(Saved entries)
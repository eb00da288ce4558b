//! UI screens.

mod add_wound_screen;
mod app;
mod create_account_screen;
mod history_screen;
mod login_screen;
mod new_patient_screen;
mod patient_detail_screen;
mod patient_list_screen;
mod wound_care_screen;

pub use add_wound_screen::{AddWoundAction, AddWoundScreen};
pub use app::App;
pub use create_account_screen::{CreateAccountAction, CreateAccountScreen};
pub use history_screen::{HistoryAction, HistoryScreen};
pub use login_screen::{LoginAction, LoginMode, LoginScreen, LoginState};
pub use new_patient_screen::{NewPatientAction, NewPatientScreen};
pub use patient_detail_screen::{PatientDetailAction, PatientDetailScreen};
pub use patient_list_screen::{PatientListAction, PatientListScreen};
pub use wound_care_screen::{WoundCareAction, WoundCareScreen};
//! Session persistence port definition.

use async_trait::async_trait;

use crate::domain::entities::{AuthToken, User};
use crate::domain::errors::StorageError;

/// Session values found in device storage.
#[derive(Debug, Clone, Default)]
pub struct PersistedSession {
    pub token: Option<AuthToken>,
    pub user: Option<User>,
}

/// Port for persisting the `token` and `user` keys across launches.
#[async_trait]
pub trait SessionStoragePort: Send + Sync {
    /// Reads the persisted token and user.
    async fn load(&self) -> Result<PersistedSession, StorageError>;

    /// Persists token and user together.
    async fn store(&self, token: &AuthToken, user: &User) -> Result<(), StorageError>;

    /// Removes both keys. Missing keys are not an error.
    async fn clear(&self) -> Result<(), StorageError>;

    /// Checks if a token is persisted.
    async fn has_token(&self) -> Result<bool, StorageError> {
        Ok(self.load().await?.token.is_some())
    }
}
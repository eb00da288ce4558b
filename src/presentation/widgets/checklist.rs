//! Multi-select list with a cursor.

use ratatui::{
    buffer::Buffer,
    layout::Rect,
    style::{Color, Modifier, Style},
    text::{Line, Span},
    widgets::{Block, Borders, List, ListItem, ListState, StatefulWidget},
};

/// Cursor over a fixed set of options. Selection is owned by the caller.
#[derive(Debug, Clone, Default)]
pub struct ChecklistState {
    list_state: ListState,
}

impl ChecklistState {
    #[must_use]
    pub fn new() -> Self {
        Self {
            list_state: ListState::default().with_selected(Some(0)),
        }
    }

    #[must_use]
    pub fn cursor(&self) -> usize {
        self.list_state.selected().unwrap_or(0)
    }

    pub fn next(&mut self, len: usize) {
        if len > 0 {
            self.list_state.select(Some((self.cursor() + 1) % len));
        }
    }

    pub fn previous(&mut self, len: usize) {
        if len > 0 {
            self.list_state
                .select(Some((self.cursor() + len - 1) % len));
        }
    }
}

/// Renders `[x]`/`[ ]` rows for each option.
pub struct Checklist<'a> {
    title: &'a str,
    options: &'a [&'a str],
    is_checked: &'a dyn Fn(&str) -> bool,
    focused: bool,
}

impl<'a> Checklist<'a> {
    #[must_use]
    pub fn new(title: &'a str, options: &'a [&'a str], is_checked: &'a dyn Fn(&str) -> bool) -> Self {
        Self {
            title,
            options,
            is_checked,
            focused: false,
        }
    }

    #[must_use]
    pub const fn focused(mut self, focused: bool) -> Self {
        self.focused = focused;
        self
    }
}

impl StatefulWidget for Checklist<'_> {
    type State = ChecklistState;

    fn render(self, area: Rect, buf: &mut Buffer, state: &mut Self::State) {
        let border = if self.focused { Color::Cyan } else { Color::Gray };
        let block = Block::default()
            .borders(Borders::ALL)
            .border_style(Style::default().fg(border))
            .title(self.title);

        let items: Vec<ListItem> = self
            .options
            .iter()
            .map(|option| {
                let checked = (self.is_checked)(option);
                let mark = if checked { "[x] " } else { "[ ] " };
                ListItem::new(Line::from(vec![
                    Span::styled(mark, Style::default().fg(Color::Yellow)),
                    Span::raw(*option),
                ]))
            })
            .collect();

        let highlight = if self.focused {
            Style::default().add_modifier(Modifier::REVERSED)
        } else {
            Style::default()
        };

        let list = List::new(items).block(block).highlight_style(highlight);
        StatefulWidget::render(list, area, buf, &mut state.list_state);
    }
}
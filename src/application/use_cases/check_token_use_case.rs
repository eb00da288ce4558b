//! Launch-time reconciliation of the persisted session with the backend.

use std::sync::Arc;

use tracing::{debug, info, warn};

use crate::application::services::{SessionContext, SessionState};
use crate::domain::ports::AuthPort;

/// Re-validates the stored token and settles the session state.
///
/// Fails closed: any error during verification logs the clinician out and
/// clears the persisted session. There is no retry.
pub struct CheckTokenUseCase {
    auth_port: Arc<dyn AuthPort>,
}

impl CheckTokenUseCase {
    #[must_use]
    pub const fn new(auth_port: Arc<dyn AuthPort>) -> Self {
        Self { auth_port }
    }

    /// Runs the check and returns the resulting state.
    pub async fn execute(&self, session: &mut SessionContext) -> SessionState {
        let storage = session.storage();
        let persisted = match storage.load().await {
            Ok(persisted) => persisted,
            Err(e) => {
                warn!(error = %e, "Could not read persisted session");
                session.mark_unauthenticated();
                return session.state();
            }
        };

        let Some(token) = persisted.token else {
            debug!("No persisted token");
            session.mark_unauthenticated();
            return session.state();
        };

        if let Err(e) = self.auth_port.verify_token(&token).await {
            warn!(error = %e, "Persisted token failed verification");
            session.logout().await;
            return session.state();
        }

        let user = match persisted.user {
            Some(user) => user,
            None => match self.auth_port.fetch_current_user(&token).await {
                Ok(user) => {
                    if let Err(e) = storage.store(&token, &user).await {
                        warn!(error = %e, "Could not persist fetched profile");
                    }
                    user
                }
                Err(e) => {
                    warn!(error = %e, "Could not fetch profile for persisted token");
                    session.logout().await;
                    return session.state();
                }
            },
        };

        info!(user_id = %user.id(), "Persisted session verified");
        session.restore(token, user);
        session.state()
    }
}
==
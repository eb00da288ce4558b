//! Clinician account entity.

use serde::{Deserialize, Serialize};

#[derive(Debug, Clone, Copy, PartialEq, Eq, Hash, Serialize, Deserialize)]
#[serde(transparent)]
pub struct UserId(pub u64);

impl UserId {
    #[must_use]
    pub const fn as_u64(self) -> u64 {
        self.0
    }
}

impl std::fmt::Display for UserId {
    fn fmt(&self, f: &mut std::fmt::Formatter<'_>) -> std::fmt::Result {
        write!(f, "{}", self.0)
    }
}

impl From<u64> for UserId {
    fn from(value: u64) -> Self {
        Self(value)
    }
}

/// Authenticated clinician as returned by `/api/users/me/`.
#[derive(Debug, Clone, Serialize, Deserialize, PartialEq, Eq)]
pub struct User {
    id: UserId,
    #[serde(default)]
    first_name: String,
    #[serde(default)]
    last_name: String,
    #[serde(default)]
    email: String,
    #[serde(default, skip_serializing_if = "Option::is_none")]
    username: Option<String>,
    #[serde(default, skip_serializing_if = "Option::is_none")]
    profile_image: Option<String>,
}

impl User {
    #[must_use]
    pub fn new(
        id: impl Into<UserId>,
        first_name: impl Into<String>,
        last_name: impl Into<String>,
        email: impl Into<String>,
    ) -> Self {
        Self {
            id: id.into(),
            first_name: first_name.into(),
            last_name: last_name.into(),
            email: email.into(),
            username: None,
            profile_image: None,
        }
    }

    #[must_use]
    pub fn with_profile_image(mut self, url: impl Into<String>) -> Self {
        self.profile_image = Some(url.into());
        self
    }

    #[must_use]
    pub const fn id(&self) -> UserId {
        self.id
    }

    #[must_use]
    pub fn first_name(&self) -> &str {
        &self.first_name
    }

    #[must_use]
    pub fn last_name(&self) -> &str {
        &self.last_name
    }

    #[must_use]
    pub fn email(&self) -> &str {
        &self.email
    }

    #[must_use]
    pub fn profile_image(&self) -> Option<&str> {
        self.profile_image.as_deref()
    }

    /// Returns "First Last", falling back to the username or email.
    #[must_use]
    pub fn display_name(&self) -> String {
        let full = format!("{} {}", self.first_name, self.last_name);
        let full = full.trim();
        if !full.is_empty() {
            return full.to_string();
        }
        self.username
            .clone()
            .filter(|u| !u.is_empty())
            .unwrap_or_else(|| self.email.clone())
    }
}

> Task goal: Every line in the data above that includes the word "widgets" should be copied.

> Solution for this problem:
filename src/presentation/widgets/checklist.rs
    widgets::{Block, Borders, List, ListItem, ListState, StatefulWidget},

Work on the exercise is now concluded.